**Given entries**
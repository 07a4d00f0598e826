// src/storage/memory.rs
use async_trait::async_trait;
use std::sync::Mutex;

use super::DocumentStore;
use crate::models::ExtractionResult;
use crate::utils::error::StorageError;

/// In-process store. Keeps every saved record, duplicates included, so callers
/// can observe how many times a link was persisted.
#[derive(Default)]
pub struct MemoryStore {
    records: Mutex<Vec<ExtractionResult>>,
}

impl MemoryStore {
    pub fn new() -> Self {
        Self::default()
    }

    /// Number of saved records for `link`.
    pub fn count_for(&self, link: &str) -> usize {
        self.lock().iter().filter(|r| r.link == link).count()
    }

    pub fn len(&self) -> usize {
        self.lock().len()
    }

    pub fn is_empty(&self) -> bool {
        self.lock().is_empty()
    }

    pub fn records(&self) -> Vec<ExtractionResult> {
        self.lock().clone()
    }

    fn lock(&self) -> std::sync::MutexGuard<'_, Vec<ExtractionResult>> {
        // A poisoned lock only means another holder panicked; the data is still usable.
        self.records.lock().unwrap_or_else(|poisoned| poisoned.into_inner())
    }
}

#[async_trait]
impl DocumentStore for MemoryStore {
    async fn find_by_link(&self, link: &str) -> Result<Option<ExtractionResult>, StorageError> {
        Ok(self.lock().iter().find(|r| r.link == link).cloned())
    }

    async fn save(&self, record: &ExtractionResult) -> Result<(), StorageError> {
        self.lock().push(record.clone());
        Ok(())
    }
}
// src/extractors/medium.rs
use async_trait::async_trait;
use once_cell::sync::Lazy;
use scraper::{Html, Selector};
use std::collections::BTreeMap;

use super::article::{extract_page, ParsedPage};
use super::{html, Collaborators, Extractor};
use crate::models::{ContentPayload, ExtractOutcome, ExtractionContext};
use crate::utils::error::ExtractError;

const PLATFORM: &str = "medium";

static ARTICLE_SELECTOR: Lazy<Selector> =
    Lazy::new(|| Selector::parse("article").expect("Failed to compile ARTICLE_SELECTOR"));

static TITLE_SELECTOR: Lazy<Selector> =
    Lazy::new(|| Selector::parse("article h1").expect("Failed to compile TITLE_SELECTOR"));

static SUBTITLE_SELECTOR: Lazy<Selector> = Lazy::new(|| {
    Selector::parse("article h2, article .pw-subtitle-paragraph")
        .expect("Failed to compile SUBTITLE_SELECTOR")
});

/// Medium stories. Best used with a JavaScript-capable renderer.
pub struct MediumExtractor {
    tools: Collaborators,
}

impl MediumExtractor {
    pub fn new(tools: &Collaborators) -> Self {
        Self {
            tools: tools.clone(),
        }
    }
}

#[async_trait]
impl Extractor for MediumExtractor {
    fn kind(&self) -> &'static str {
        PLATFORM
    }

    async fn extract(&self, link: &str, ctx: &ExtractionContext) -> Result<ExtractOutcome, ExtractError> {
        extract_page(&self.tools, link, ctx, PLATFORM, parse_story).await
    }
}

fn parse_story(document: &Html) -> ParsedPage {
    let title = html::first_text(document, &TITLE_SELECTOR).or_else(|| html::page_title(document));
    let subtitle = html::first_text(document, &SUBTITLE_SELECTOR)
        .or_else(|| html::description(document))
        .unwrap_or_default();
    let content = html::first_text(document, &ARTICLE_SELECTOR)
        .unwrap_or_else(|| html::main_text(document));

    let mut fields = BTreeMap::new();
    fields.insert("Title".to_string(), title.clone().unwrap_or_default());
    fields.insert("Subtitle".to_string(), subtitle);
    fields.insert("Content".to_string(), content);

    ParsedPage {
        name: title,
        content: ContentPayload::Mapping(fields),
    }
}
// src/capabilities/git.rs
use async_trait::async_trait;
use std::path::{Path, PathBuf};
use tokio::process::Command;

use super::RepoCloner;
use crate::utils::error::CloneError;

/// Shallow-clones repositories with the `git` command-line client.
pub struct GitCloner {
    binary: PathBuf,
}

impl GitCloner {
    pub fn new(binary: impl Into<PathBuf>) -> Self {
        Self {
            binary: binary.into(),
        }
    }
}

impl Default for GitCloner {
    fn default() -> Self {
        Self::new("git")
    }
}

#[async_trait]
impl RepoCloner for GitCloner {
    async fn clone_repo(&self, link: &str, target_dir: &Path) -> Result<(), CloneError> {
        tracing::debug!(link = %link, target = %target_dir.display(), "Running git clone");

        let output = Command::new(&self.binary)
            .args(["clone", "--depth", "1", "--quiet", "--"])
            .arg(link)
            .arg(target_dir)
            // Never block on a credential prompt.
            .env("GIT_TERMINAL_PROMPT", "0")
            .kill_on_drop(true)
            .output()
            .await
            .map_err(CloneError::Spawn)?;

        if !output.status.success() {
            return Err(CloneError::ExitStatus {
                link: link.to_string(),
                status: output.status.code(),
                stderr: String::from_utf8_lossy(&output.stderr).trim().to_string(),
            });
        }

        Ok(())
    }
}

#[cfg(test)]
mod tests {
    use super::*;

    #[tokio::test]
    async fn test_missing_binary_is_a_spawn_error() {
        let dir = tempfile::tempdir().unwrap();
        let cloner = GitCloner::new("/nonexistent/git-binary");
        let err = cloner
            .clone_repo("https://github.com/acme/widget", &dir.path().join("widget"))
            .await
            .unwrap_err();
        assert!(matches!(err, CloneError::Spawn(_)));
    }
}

--

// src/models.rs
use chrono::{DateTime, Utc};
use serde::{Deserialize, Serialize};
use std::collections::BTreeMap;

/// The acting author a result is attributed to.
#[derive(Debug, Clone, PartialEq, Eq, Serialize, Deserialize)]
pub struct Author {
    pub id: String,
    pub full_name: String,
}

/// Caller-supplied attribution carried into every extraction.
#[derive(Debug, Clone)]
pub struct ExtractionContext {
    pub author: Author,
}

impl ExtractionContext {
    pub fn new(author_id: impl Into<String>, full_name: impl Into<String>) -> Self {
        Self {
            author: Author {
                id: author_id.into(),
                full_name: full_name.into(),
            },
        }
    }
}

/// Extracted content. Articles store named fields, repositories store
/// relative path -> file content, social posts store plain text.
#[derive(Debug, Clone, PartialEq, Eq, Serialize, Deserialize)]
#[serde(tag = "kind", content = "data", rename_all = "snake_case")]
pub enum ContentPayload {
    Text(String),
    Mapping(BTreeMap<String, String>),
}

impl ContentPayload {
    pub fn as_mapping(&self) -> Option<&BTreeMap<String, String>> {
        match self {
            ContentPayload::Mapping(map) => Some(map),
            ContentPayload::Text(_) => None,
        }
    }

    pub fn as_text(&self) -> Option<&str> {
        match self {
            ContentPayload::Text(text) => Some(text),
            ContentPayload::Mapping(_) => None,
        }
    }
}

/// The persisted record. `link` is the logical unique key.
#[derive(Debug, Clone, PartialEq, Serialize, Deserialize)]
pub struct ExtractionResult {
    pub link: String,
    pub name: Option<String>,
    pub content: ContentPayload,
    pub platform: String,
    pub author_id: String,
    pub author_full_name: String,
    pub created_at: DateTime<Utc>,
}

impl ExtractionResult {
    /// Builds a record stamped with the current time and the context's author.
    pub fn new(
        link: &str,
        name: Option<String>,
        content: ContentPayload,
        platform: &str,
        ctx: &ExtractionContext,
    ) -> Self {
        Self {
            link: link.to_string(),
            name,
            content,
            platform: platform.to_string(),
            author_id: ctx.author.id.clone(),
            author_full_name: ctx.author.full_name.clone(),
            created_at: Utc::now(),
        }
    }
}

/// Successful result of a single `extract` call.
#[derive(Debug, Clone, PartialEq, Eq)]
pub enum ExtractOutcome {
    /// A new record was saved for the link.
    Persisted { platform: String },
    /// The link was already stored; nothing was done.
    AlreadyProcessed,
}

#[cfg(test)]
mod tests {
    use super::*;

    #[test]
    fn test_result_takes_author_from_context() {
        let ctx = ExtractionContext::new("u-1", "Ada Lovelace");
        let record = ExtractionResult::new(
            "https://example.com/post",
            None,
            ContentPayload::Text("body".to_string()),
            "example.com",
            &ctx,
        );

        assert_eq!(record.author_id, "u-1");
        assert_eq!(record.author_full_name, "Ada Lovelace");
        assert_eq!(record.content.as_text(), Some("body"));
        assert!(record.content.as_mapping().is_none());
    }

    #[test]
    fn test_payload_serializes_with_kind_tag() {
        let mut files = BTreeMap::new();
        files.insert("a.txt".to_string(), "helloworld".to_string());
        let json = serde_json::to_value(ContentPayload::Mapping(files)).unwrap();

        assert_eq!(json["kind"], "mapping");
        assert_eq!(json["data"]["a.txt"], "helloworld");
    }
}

--

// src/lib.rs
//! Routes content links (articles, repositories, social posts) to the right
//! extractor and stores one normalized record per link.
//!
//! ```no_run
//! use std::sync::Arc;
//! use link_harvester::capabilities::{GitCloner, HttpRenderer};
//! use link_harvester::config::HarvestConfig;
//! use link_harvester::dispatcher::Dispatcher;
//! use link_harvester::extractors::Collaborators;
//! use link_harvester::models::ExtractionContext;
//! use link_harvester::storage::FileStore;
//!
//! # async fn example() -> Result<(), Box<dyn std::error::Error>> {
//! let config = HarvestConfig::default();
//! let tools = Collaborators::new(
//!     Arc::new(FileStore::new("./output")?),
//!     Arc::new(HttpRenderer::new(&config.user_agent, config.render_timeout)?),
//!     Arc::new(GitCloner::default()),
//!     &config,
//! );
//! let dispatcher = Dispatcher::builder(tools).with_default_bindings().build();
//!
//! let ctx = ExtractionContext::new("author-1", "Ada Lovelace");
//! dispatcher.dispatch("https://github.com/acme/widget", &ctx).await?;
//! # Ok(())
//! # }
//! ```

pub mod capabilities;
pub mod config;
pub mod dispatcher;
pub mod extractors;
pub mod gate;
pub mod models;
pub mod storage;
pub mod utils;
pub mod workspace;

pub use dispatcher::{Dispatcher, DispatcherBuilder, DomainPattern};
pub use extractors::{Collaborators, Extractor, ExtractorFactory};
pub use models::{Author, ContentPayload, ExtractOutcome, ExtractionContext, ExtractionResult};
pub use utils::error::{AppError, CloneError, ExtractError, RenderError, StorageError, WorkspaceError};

**Task to carry out**
Please find every line in the records that contains the word "ParsedPage", and copy it out.

**Response below**
use super::article::{extract_page, ParsedPage};
fn parse_story(document: &Html) -> ParsedPage {
    ParsedPage {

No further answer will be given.